Within the data below, how many lines contain "struct"? Reply with the number only.

+++ DATA EXTRACT +++

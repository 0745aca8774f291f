#![warn(missing_docs)]
//! Deterministic testing surfaces: JSONL event stream, tick-frame recorder,
//! canonical JSON comparison and metrics reports.

mod metrics;
mod micro_worldtest;
mod snapshot;

use anyhow::{Context, Result};
use blockmotion_core::SimTick;
use serde::Serialize;
use std::fs::{self, File};
use std::io::{BufWriter, Write};
use std::path::Path;
use tracing::debug;

pub use metrics::*;
pub use micro_worldtest::*;
pub use snapshot::*;

/// Primary event record captured by headless runs.
#[derive(Debug, Serialize)]
pub struct EventRecord<'a, P: Serialize + ?Sized = str> {
    /// Simulation tick when the event occurred.
    pub tick: SimTick,
    /// Human-readable kind label.
    pub kind: &'a str,
    /// Event payload.
    pub payload: &'a P,
}

/// A sink that writes newline-delimited JSON to disk.
pub struct JsonlSink {
    file: BufWriter<File>,
}

impl JsonlSink {
    /// Create a new sink at `path`, creating parent dirs if needed.
    pub fn create<P: AsRef<Path>>(path: P) -> Result<Self> {
        let path = path.as_ref();
        if let Some(parent) = path.parent() {
            fs::create_dir_all(parent)
                .with_context(|| format!("Failed to create {}", parent.display()))?;
        }
        let file = File::create(path)
            .with_context(|| format!("Failed to create event log {}", path.display()))?;
        debug!(path = %path.display(), "Opened event sink");
        Ok(Self {
            file: BufWriter::new(file),
        })
    }

    /// Append an event to the log.
    pub fn write<P: Serialize + ?Sized>(&mut self, event: &EventRecord<'_, P>) -> Result<()> {
        let line = serde_json::to_string(event)?;
        self.file.write_all(line.as_bytes())?;
        self.file.write_all(b"\n")?;
        Ok(())
    }

    /// Flush buffered lines to disk.
    pub fn flush(&mut self) -> Result<()> {
        self.file.flush()?;
        Ok(())
    }
}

+++

OUTPUT FOR THIS TASK: 2